Garlasco, la tazzina dove ha bevuto Sempio. Il genetista: “Con quel Dna ho fatto riaprire il caso”
Il giallo di Garlasco continua, ogni giorno emerge qualche dettaglio inedito che rende sempre più ingarbugliata questa drammatica vicenda, risalente ormai a quasi 19 anni fa, che rischia di restare uno dei più clamorosi casi giudiziari irrisolti.

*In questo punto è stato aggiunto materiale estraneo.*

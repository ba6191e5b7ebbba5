use std::net::SocketAddr;
use std::sync::Arc;
use std::time::Duration;

use medintake_core::clock::SystemClock;
use medintake_core::otp::delivery::LoggingDelivery;
use medintake_core::payment::processor::SimulatedProcessor;
use medintake_core::reference::ReferenceData;
use tokio_util::sync::CancellationToken;
use tracing_subscriber::{layer::SubscriberExt, util::SubscriberInitExt};

use medintake_api::background::sweeper;
use medintake_api::config::ServerConfig;
use medintake_api::router::build_app_router;
use medintake_api::state::{AppState, Collaborators};

#[tokio::main]
async fn main() {
    dotenvy::dotenv().ok();

    // --- Tracing ---
    let json_logs = std::env::var("LOG_FORMAT").is_ok_and(|v| v.eq_ignore_ascii_case("json"));

    tracing_subscriber::registry()
        .with(
            tracing_subscriber::EnvFilter::try_from_default_env().unwrap_or_else(|_| {
                "medintake_api=debug,medintake_core=info,tower_http=debug".into()
            }),
        )
        .with(json_logs.then(|| tracing_subscriber::fmt::layer().json()))
        .with((!json_logs).then(tracing_subscriber::fmt::layer))
        .init();

    // --- Configuration ---
    let config = ServerConfig::from_env();
    tracing::info!(
        host = %config.host,
        port = %config.port,
        cors_origins = config.cors_origins.len(),
        trust_proxy_headers = config.trust_proxy_headers,
        "Loaded server configuration"
    );

    // --- Services ---
    let collaborators = Collaborators {
        delivery: Arc::new(LoggingDelivery),
        processor: Arc::new(SimulatedProcessor),
        reference: Arc::new(ReferenceData::swiss_defaults()),
    };
    let state = AppState::build(config.clone(), Arc::new(SystemClock), collaborators)
        .expect("Failed to initialise services");
    tracing::info!("Security services initialised");

    // --- Expiry sweeper ---
    let sweep_cancel = CancellationToken::new();
    let sweep_handle = tokio::spawn(sweeper::run(
        state.clone(),
        Duration::from_secs(config.sweep_interval_secs.max(1)),
        sweep_cancel.clone(),
    ));

    // --- Router ---
    let app = build_app_router(state, &config);

    // --- Start server ---
    let addr = SocketAddr::new(
        config.host.parse().expect("Invalid HOST address"),
        config.port,
    );
    tracing::info!(%addr, "Starting server");

    let listener = tokio::net::TcpListener::bind(addr)
        .await
        .expect("Failed to bind to address");

    // Connect info feeds the client IP when proxy headers are not trusted.
    axum::serve(
        listener,
        app.into_make_service_with_connect_info::<SocketAddr>(),
    )
    .with_graceful_shutdown(shutdown_signal())
    .await
    .expect("Server error");

    // --- Post-shutdown cleanup ---
    tracing::info!("Server stopped accepting connections, cleaning up");

    sweep_cancel.cancel();
    let _ = tokio::time::timeout(Duration::from_secs(5), sweep_handle).await;
    tracing::info!("Expiry sweeper stopped");

    tracing::info!("Graceful shutdown complete");
}

/// Wait for a termination signal to initiate graceful shutdown.
///
/// Handles both SIGINT (Ctrl-C) and SIGTERM (on Unix).
async fn shutdown_signal() {
    let ctrl_c = async {
        tokio::signal::ctrl_c()
            .await
            .expect("Failed to install Ctrl-C handler");
    };

    #[cfg(unix)]
    let terminate = async {
        tokio::signal::unix::signal(tokio::signal::unix::SignalKind::terminate())
            .expect("Failed to install SIGTERM handler")
            .recv()
            .await;
    };

    #[cfg(not(unix))]
    let terminate = std::future::pending::<()>();

    tokio::select! {
        () = ctrl_c => {
            tracing::info!("Received SIGINT (Ctrl-C), starting graceful shutdown");
        }
        () = terminate => {
            tracing::info!("Received SIGTERM, starting graceful shutdown");
        }
    }
}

Non c’è certezza su nulla al momento, Alberto Stasi, l’unico condannato in via definitiva, va addirittura verso la revisione del processo. La Procura di Pavia in questa nuova inchiesta sostiene che il fidanzato di Chiara, in base alla perizia della dottoressa Cattaneo, non fosse nemmeno presente sulla scena del crimine al momento dell’omicidio. Tutto da rifare quindi, per l’ennesima volta. Ora l’unico indagato è Andrea Sempio, l’amico del fratello della vittima, ma prove schiaccianti nei suoi confronti non ce ne sono.

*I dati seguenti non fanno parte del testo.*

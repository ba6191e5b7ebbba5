//! Additive fraud heuristics over a submitted payment intent.

use serde::Serialize;

use super::PaymentIntentRequest;

#[derive(Debug, Clone)]
pub struct FraudPolicy {
    /// Scores strictly above this are refused.
    pub block_threshold: u8,
    pub large_amount_cents: u64,
    pub large_amount_weight: u8,
    /// More simultaneously requested methods than this looks like probing.
    pub max_plain_methods: usize,
    pub many_methods_weight: u8,
    pub address_mismatch_weight: u8,
    pub digits_in_name_weight: u8,
    pub test_street_weight: u8,
}

impl Default for FraudPolicy {
    fn default() -> Self {
        Self {
            block_threshold: 75,
            large_amount_cents: 50_000,
            large_amount_weight: 20,
            max_plain_methods: 2,
            many_methods_weight: 15,
            address_mismatch_weight: 30,
            digits_in_name_weight: 25,
            test_street_weight: 40,
        }
    }
}

#[derive(Debug, Clone, PartialEq, Eq, Serialize)]
#[serde(rename_all = "camelCase")]
pub struct FraudAssessment {
    /// 0..=100.
    pub score: u8,
    pub signals: Vec<&'static str>,
}

impl FraudAssessment {
    pub fn is_blocked(&self, policy: &FraudPolicy) -> bool {
        self.score > policy.block_threshold
    }
}

/// Score an intent. `address_consistent` is the postal/canton lookup result.
pub fn assess(
    intent: &PaymentIntentRequest,
    address_consistent: bool,
    policy: &FraudPolicy,
) -> FraudAssessment {
    let mut score: u32 = 0;
    let mut signals = Vec::new();
    let mut add = |hit: bool, weight: u8, signal: &'static str| {
        if hit {
            score += u32::from(weight);
            signals.push(signal);
        }
    };

    let address = &intent.billing_address;
    add(
        u64::try_from(intent.amount_cents).is_ok_and(|a| a > policy.large_amount_cents),
        policy.large_amount_weight,
        "large_amount",
    );
    add(
        intent.payment_methods.len() > policy.max_plain_methods,
        policy.many_methods_weight,
        "many_payment_methods",
    );
    add(
        !address_consistent,
        policy.address_mismatch_weight,
        "address_mismatch",
    );
    add(
        has_digit(&address.first_name) || has_digit(&address.last_name),
        policy.digits_in_name_weight,
        "digits_in_name",
    );
    add(
        address.street.to_lowercase().contains("test"),
        policy.test_street_weight,
        "test_street",
    );

    FraudAssessment {
        score: score.min(100) as u8,
        signals,
    }
}

fn has_digit(s: &str) -> bool {
    s.chars().any(|c| c.is_ascii_digit())
}
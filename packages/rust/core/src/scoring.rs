//! Candidate scoring: the [`Scorer`] capability and a keyword heuristic.

use async_trait::async_trait;
use leadscout_shared::{CandidateRecord, Result, TargetingCriteria};

/// Rates how well a candidate fits a targeting profile.
///
/// Scores are nominally in `[0, 100]`. Callers clamp whatever comes back and
/// substitute a neutral score when this fails.
#[async_trait]
pub trait Scorer: Send + Sync {
    async fn score(&self, candidate: &CandidateRecord, criteria: &TargetingCriteria)
    -> Result<f64>;
}

// Weights sum to 100.
const TITLE_WEIGHT: f64 = 40.0;
const INDUSTRY_WEIGHT: f64 = 25.0;
const SIZE_WEIGHT: f64 = 15.0;
const LOCATION_WEIGHT: f64 = 10.0;
const RELEVANCE_WEIGHT: f64 = 10.0;

/// Offline scorer that awards weighted points per matching criterion.
///
/// A criterion the profile leaves unset awards its full weight; a set
/// criterion the candidate has no data for awards nothing.
#[derive(Debug, Clone, Copy, Default)]
pub struct HeuristicScorer;

impl HeuristicScorer {
    pub fn new() -> Self {
        Self
    }

    /// Synchronous scoring used by the trait impl.
    pub fn evaluate(&self, candidate: &CandidateRecord, criteria: &TargetingCriteria) -> f64 {
        title_points(candidate, criteria)
            + industry_points(candidate, criteria)
            + size_points(candidate, criteria)
            + location_points(candidate, criteria)
            + relevance_points(candidate, criteria)
    }
}

#[async_trait]
impl Scorer for HeuristicScorer {
    async fn score(
        &self,
        candidate: &CandidateRecord,
        criteria: &TargetingCriteria,
    ) -> Result<f64> {
        Ok(self.evaluate(candidate, criteria))
    }
}

fn title_points(candidate: &CandidateRecord, criteria: &TargetingCriteria) -> f64 {
    if criteria.job_titles.is_empty() {
        return TITLE_WEIGHT;
    }
    let Some(title) = candidate.job_title.as_deref().map(str::to_lowercase) else {
        return 0.0;
    };
    let hit = criteria.job_titles.iter().any(|want| {
        let want = want.to_lowercase();
        !want.is_empty() && (title.contains(&want) || want.contains(&title))
    });
    if hit { TITLE_WEIGHT } else { 0.0 }
}

fn industry_points(candidate: &CandidateRecord, criteria: &TargetingCriteria) -> f64 {
    match (&criteria.industry, &candidate.industry) {
        (None, _) => INDUSTRY_WEIGHT,
        (Some(want), Some(have)) if have.eq_ignore_ascii_case(want) => INDUSTRY_WEIGHT,
        _ => 0.0,
    }
}

fn size_points(candidate: &CandidateRecord, criteria: &TargetingCriteria) -> f64 {
    match (criteria.company_size, &candidate.company_size) {
        (None, _) => SIZE_WEIGHT,
        (Some(want), Some(have)) if have.trim() == want.as_str() => SIZE_WEIGHT,
        _ => 0.0,
    }
}

fn location_points(candidate: &CandidateRecord, criteria: &TargetingCriteria) -> f64 {
    match (&criteria.location, &candidate.location) {
        (None, _) => LOCATION_WEIGHT,
        (Some(want), Some(have)) if have.to_lowercase().contains(&want.to_lowercase()) => {
            LOCATION_WEIGHT
        }
        _ => 0.0,
    }
}

/// Fraction of keywords and technologies mentioned anywhere on the candidate.
fn relevance_points(candidate: &CandidateRecord, criteria: &TargetingCriteria) -> f64 {
    let terms: Vec<String> = criteria
        .keywords
        .iter()
        .chain(&criteria.technologies)
        .map(|t| t.trim().to_lowercase())
        .filter(|t| !t.is_empty())
        .collect();
    if terms.is_empty() {
        return RELEVANCE_WEIGHT;
    }

    let haystack = [
        candidate.job_title.as_deref(),
        Some(candidate.company.as_str()),
        candidate.industry.as_deref(),
        candidate.notes.as_deref(),
    ]
    .into_iter()
    .flatten()
    .chain(candidate.tags.iter().map(String::as_str))
    .collect::<Vec<_>>()
    .join(" ")
    .to_lowercase();

    let hits = terms.iter().filter(|t| haystack.contains(t.as_str())).count();
    RELEVANCE_WEIGHT * hits as f64 / terms.len() as f64
}
//! Shared types, error model, and configuration for LeadScout.
//!
//! This crate is the foundation depended on by all other LeadScout crates.
//! It provides:
//! - [`LeadScoutError`]: the unified error type
//! - Domain types ([`TargetingCriteria`], [`CandidateRecord`], [`Lead`], [`SearchTask`])
//! - Configuration ([`AppConfig`], [`DiscoveryConfig`], config loading)

pub mod config;
pub mod error;
pub mod types;

// Re-export public API at crate root for ergonomic imports.
pub use config::{
    AppConfig, DefaultsConfig, DiscoveryConfig, OpenRouterConfig, ScoringConfig, ScoringMode,
    SourcesConfig, config_dir, config_file_path, expand_home, init_config, load_config,
    load_config_from, resolve_api_key,
};
pub use error::{LeadScoutError, Result};
pub use types::{
    CandidateRecord, CompanyCount, CompanySize, Lead, LeadFilter, LeadId, LeadStatus, Narrative,
    QualityTier, ResultsSummary, SearchReport, SearchTask, SourceKind, SourceReport,
    TargetingCriteria, TaskId, TaskStatus, TierCounts,
};
//! Repository interfaces the discovery pipeline persists through.
//!
//! Pipeline code only sees these traits, so the in-memory store and the
//! libSQL store are interchangeable.

use async_trait::async_trait;
use leadscout_shared::{Lead, LeadFilter, LeadId, Result, SearchTask, TaskId};

/// Keyed persistence for search tasks.
#[async_trait]
pub trait TaskRepository: Send + Sync {
    /// Insert or replace the task keyed by `task.id`.
    async fn put_task(&self, task: &SearchTask) -> Result<()>;

    async fn get_task(&self, id: &TaskId) -> Result<Option<SearchTask>>;

    /// All tasks, oldest first.
    async fn list_tasks(&self) -> Result<Vec<SearchTask>>;
}

/// Keyed persistence for accepted leads.
#[async_trait]
pub trait LeadRepository: Send + Sync {
    /// Insert or replace the lead keyed by `lead.id`.
    async fn put_lead(&self, lead: &Lead) -> Result<()>;

    async fn get_lead(&self, id: &LeadId) -> Result<Option<Lead>>;

    /// Leads passing `filter`, highest `quality_score` first (ties keep
    /// creation order), truncated to `filter.limit` when set.
    async fn list_leads(&self, filter: &LeadFilter) -> Result<Vec<Lead>>;
}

C’è però un elemento su cui insistono i consulenti di Alberto Stasi, si tratta del Dna trovato sotto le unghie di Chiara. Si scopre che proprio l’esito delle indagini scientifiche su questo specifico aspetto, avrebbero portato alla riapertura del caso. Rompe il silenzio Ugo Ricci, il genetista che ha fatto riaprire il caso. “Alberto Stasi – dice l’esperto e consulente della difesa di Stasi a La Nazione – nel 2015 viene condannato in via definitiva, ma in quelle motivazioni il dna sotto le unghie di Chiara Poggi rimane un fantasma. Mi riferisco al materiale genetico analizzato nel 2014, quando la perizia d’ufficio del professor Francesco De Stefano, disposta nel processo d’Appello bis, individuò sui margini ungueali della vittima tracce di dna maschile. Si trattava di aplotipi del cromosoma Y parziali, allora definiti “non consolidati” e ritenuti non idonei a un’identificazione certa. Già all’epoca, però, la perizia stabilì un dato oggettivo: quel dna escludeva Alberto Stasi”.

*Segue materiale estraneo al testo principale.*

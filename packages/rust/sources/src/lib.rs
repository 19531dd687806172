//! Lead data sources and the registry that resolves them by kind.
//!
//! This crate provides:
//! - [`SourceSearch`]: the capability every data origin implements
//! - [`SourceRegistry`]: maps a [`SourceKind`] tag to its implementation
//! - [`StaticSource`]: a fixed in-memory candidate list
//! - [`FixtureSource`]: candidates read from `<dir>/<kind>.json`
//!
//! Network-backed sources (scrapers, people-search APIs) plug in by
//! implementing [`SourceSearch`] and registering under their kind.

mod fixture;
mod static_source;

use std::collections::HashMap;
use std::sync::Arc;

use async_trait::async_trait;
use leadscout_shared::{CandidateRecord, LeadScoutError, Result, SourceKind, TargetingCriteria};

pub use fixture::FixtureSource;
pub use static_source::StaticSource;

// ---------------------------------------------------------------------------
// Trait
// ---------------------------------------------------------------------------

/// A data origin that turns a targeting profile into raw candidates.
///
/// Implementations may fail for any reason; callers treat a failure as zero
/// results from this source. Timeouts are the implementation's concern.
#[async_trait]
pub trait SourceSearch: Send + Sync {
    /// The tag this source is registered under.
    fn kind(&self) -> SourceKind;

    /// Return at most `max_results` candidates matching `criteria`, in the
    /// source's own relevance order.
    async fn search(
        &self,
        criteria: &TargetingCriteria,
        max_results: usize,
    ) -> Result<Vec<CandidateRecord>>;
}

// ---------------------------------------------------------------------------
// Registry
// ---------------------------------------------------------------------------

/// Holds one registered source per kind.
#[derive(Clone, Default)]
pub struct SourceRegistry {
    sources: HashMap<SourceKind, Arc<dyn SourceSearch>>,
}

impl SourceRegistry {
    /// An empty registry.
    pub fn new() -> Self {
        Self::default()
    }

    /// Register `source` under its kind, replacing any previous entry.
    pub fn register(&mut self, source: impl SourceSearch + 'static) -> &mut Self {
        self.register_arc(Arc::new(source))
    }

    pub fn register_arc(&mut self, source: Arc<dyn SourceSearch>) -> &mut Self {
        let kind = source.kind();
        if self.sources.insert(kind, source).is_some() {
            tracing::debug!(source = %kind, "replaced registered source");
        }
        self
    }

    /// Builder-style [`register`](Self::register).
    pub fn with(mut self, source: impl SourceSearch + 'static) -> Self {
        self.register(source);
        self
    }

    pub fn contains(&self, kind: SourceKind) -> bool {
        self.sources.contains_key(&kind)
    }

    /// Registered kinds in declaration order.
    pub fn kinds(&self) -> Vec<SourceKind> {
        SourceKind::ALL
            .into_iter()
            .filter(|k| self.contains(*k))
            .collect()
    }

    /// Look up the implementation for `kind`.
    pub fn resolve(&self, kind: SourceKind) -> Result<Arc<dyn SourceSearch>> {
        self.sources
            .get(&kind)
            .cloned()
            .ok_or_else(|| LeadScoutError::UnknownSource(kind.to_string()))
    }

    /// Check a requested source list: non-empty, every kind registered.
    pub fn validate(&self, requested: &[SourceKind]) -> Result<()> {
        if requested.is_empty() {
            return Err(LeadScoutError::validation("at least one source is required"));
        }
        match requested.iter().find(|k| !self.contains(**k)) {
            Some(missing) => Err(LeadScoutError::UnknownSource(missing.to_string())),
            None => Ok(()),
        }
    }
}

“I difensori di Stasi – prosegue Ricci – avviano indagini difensive autonome. Nel mirino finisce Andrea Sempio. Gli investigatori recuperano una tazzina di caffè in cui ha bevuto e ne estraggono il dna. Incrociando quel profilo con i dati grezzi della perizia De Stefano del 2014, emerge il colpo di scena: quel cromosoma Y appartiene alla sua linea paterna. Ho sempre cercato una sola cosa: la verità. Non ho mai forzato un’evidenza biologica per compiacere il teorema di un pm o per blindare un arresto. Non esiste una verità dell’accusa e una verità della difesa. Esiste la verità”. “Il dna – spiega Ricci – è servito a scardinare una verità giudiziaria che sembrava immodificabile. Ma oggi la vera chiave è nel complesso delle indagini. Con la nuova discovery non c’è solo una traccia di laboratorio: ci sono 21 indizi che si incastrano“.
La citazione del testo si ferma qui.